The first time I heard the statement was near Newport, Arkansas and I had stopped to ask directions from a local farmer. Three times he started telling me how to get to my destination, then he stopped, and, just like in the old joke, he said, “You know son, you can’t get there from here. You’ll have to go back into town to get there.”
It occurred to me that the same principle applies when it comes to converting your operation from the old “scarcity” mentality to a success mindset. Scarcity thinking says, “There is not enough to go around so you have to take whatever you can get.” Success thinking says, “There’s enough for everyone and whatever you go after, you’ll eventually get it.”

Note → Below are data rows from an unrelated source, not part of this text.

//! Persisted records

use chrono::{DateTime, Utc};
use serde::{Deserialize, Serialize};
use std::fmt;

use crate::error::PersistenceError;
use crate::rules::{Category, ScanHit, Severity};

/// A repository known to the store. Keyed by a stable id derived from `owner/name`.
#[derive(Debug, Clone, PartialEq, Eq, Serialize, Deserialize)]
pub struct Repository {
    pub id: String,
    pub owner: String,
    pub name: String,
    pub url: String,
    pub created_at: DateTime<Utc>,
    pub last_synced_at: DateTime<Utc>,
}

impl Repository {
    pub fn full_name(&self) -> String {
        format!("{}/{}", self.owner, self.name)
    }
}

/// Audit lifecycle state
#[derive(Debug, Clone, Copy, PartialEq, Eq, Hash, Serialize, Deserialize)]
#[serde(rename_all = "lowercase")]
pub enum AuditStatus {
    Pending,
    Completed,
    Failed,
}

impl AuditStatus {
    pub fn as_str(&self) -> &'static str {
        match self {
            Self::Pending => "pending",
            Self::Completed => "completed",
            Self::Failed => "failed",
        }
    }

    pub fn is_terminal(&self) -> bool {
        !matches!(self, Self::Pending)
    }
}

impl fmt::Display for AuditStatus {
    fn fmt(&self, f: &mut fmt::Formatter<'_>) -> fmt::Result {
        f.write_str(self.as_str())
    }
}

/// One audit run against a repository.
///
/// Created `pending`, moved exactly once to `completed` or `failed`.
#[derive(Debug, Clone, PartialEq, Eq, Serialize, Deserialize)]
pub struct Audit {
    pub id: String,
    pub repository_id: String,
    pub status: AuditStatus,
    /// Candidate files found before the analysis cap was applied
    pub total_files: usize,
    /// Analyzed files with no violations
    pub compliant_files: usize,
    pub violation_count: usize,
    pub started_at: DateTime<Utc>,
    pub completed_at: Option<DateTime<Utc>>,
    #[serde(default, skip_serializing_if = "Option::is_none")]
    pub failure_reason: Option<String>,
}

impl Audit {
    pub fn new(id: String, repository_id: String, started_at: DateTime<Utc>) -> Self {
        Self {
            id,
            repository_id,
            status: AuditStatus::Pending,
            total_files: 0,
            compliant_files: 0,
            violation_count: 0,
            started_at,
            completed_at: None,
            failure_reason: None,
        }
    }

    pub fn ensure_pending(&self) -> Result<(), PersistenceError> {
        if self.status.is_terminal() {
            return Err(PersistenceError::AuditNotPending {
                id: self.id.clone(),
                status: self.status.to_string(),
            });
        }
        Ok(())
    }

    /// Move to `completed` with the final counters
    pub fn complete(
        &mut self,
        total_files: usize,
        violation_count: usize,
        compliant_files: usize,
    ) -> Result<(), PersistenceError> {
        self.ensure_pending()?;
        self.status = AuditStatus::Completed;
        self.total_files = total_files;
        self.violation_count = violation_count;
        self.compliant_files = compliant_files;
        self.completed_at = Some(Utc::now());
        Ok(())
    }

    /// Move to `failed`, recording why
    pub fn fail(&mut self, reason: impl Into<String>) -> Result<(), PersistenceError> {
        self.ensure_pending()?;
        self.status = AuditStatus::Failed;
        self.failure_reason = Some(reason.into());
        self.completed_at = Some(Utc::now());
        Ok(())
    }
}

/// A persisted violation. Append-only.
#[derive(Debug, Clone, PartialEq, Eq, Serialize, Deserialize)]
pub struct Violation {
    pub id: String,
    pub audit_id: String,
    pub repository_id: String,
    pub file_path: String,
    pub line_number: Option<usize>,
    pub rule_id: String,
    pub category: Category,
    pub severity: Severity,
    pub description: String,
    pub created_at: DateTime<Utc>,
}

/// Violation write request
#[derive(Debug, Clone, PartialEq, Eq)]
pub struct NewViolation {
    pub audit_id: String,
    pub repository_id: String,
    pub file_path: String,
    pub line_number: Option<usize>,
    pub rule_id: String,
    pub category: Category,
    pub severity: Severity,
    pub description: String,
}

impl NewViolation {
    /// Attach audit and file identity to a scanner hit
    pub fn from_hit(audit: &Audit, file_path: &str, hit: &ScanHit) -> Self {
        Self {
            audit_id: audit.id.clone(),
            repository_id: audit.repository_id.clone(),
            file_path: file_path.to_string(),
            line_number: Some(hit.line_number),
            rule_id: hit.rule_id.to_string(),
            category: hit.category,
            severity: hit.severity,
            description: hit.description.clone(),
        }
    }

    pub fn into_violation(self, id: String) -> Violation {
        Violation {
            id,
            audit_id: self.audit_id,
            repository_id: self.repository_id,
            file_path: self.file_path,
            line_number: self.line_number,
            rule_id: self.rule_id,
            category: self.category,
            severity: self.severity,
            description: self.description,
            created_at: Utc::now(),
        }
    }
}

#[cfg(test)]
mod tests {
    use super::*;

    fn pending() -> Audit {
        Audit::new("a1".into(), "r1".into(), Utc::now())
    }

    #[test]
    fn test_complete_is_terminal() {
        let mut audit = pending();
        audit.complete(5, 2, 3).unwrap();
        assert_eq!(audit.status, AuditStatus::Completed);
        assert_eq!(audit.total_files, 5);
        assert_eq!(audit.violation_count, 2);
        assert_eq!(audit.compliant_files, 3);
        assert!(audit.completed_at.is_some());

        let err = audit.complete(1, 1, 1).unwrap_err();
        assert!(matches!(err, PersistenceError::AuditNotPending { .. }));
        assert_eq!(audit.total_files, 5);
    }

    #[test]
    fn test_fail_records_reason() {
        let mut audit = pending();
        audit.fail("no manifest").unwrap();
        assert_eq!(audit.status, AuditStatus::Failed);
        assert_eq!(audit.failure_reason.as_deref(), Some("no manifest"));
        assert!(audit.fail("again").is_err());
        assert!(audit.complete(0, 0, 0).is_err());
    }

    #[test]
    fn test_status_serialization() {
        assert_eq!(
            serde_json::to_string(&AuditStatus::Completed).unwrap(),
            "\"completed\""
        );
        assert!(AuditStatus::Failed.is_terminal());
        assert!(!AuditStatus::Pending.is_terminal());
    }

    #[test]
    fn test_new_violation_from_hit() {
        let audit = pending();
        let hit = ScanHit::new("SEC001", 7, Category::Security, Severity::Critical, "eval");
        let new = NewViolation::from_hit(&audit, "app.py", &hit);
        assert_eq!(new.audit_id, "a1");
        assert_eq!(new.repository_id, "r1");
        assert_eq!(new.line_number, Some(7));
        assert_eq!(new.rule_id, "SEC001");
    }
}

Tradition and experience teach us to use only what we consider to be “reality” when we do our planning or problem-solving. We say, “It’s always been like that” or “That may be true for you but it’s different here.” In other words, we say that what we have known is clearly (to us) the only true reality.

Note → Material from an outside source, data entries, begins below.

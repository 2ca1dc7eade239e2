//! Local filesystem provider - audits a checkout on disk

use std::io::ErrorKind;
use std::path::{Component, Path, PathBuf};
use walkdir::WalkDir;

use super::{ContentProvider, DirEntry, EntryKind};
use crate::error::ProviderError;

/// Serves repository content from a directory. Branches are ignored.
pub struct LocalProvider {
    root: PathBuf,
}

impl LocalProvider {
    pub fn new(root: impl Into<PathBuf>) -> Self {
        Self { root: root.into() }
    }

    /// Join a repository-relative path onto the root, refusing escapes.
    fn resolve(&self, path: &str) -> Result<PathBuf, ProviderError> {
        let relative = Path::new(path);
        let escapes = relative.components().any(|c| {
            matches!(
                c,
                Component::ParentDir | Component::RootDir | Component::Prefix(_)
            )
        });
        if escapes {
            return Err(ProviderError::InvalidPath {
                path: path.to_string(),
            });
        }
        Ok(self.root.join(relative))
    }
}

#[async_trait::async_trait]
impl ContentProvider for LocalProvider {
    async fn get_file_content(
        &self,
        _owner: &str,
        _repo: &str,
        path: &str,
        _branch: &str,
    ) -> Result<Option<String>, ProviderError> {
        let full_path = self.resolve(path)?;
        if full_path.is_dir() {
            return Ok(None);
        }
        match tokio::fs::read(&full_path).await {
            Ok(bytes) => Ok(Some(String::from_utf8_lossy(&bytes).into_owned())),
            Err(e) if e.kind() == ErrorKind::NotFound => Ok(None),
            Err(e) => Err(ProviderError::Io {
                path: path.to_string(),
                source: e,
            }),
        }
    }

    async fn list_directory(
        &self,
        _owner: &str,
        _repo: &str,
        path: &str,
    ) -> Result<Vec<DirEntry>, ProviderError> {
        let dir = self.resolve(path)?;
        if !dir.exists() {
            return Ok(Vec::new());
        }

        let mut entries = Vec::new();
        let walker = WalkDir::new(&dir)
            .min_depth(1)
            .max_depth(1)
            .sort_by_file_name();

        for entry in walker {
            let entry = entry.map_err(|e| ProviderError::Io {
                path: path.to_string(),
                source: e.into(),
            })?;
            let file_type = entry.file_type();
            let kind = if file_type.is_dir() {
                EntryKind::Dir
            } else if file_type.is_file() {
                EntryKind::File
            } else {
                // Symlinks are not followed
                continue;
            };

            let Some(name) = entry.file_name().to_str() else {
                continue;
            };
            let entry_path = if path.is_empty() {
                name.to_string()
            } else {
                format!("{}/{}", path.trim_end_matches('/'), name)
            };

            entries.push(DirEntry {
                name: name.to_string(),
                path: entry_path,
                kind,
            });
        }

        Ok(entries)
    }
}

But the truth is; there is MUCH more going on around us than we ever see or hear about. For example, we know from research that there is an abundance of customers out there who are willing to hire an expert for their needs and who have the money to pay us. Others see them all the time but many of us are so accustomed to thinking small that we never even go after these desirable customers.
For example: Why do people with the money to pay for their repairs go first to the auto dealerships? That’s been studied for years now and it’s clear that they go there because:
· They think the dealer is more qualified to help them
· They know it will cost more but they trust them to do it right and to guarantee their work
· They fear that going to an independent shop will mean compromising quality or reliability of the repairs
· They don’t think the independent shop will have the right technology or training for their specific car
· And, in many cases, the dealership looks more professional.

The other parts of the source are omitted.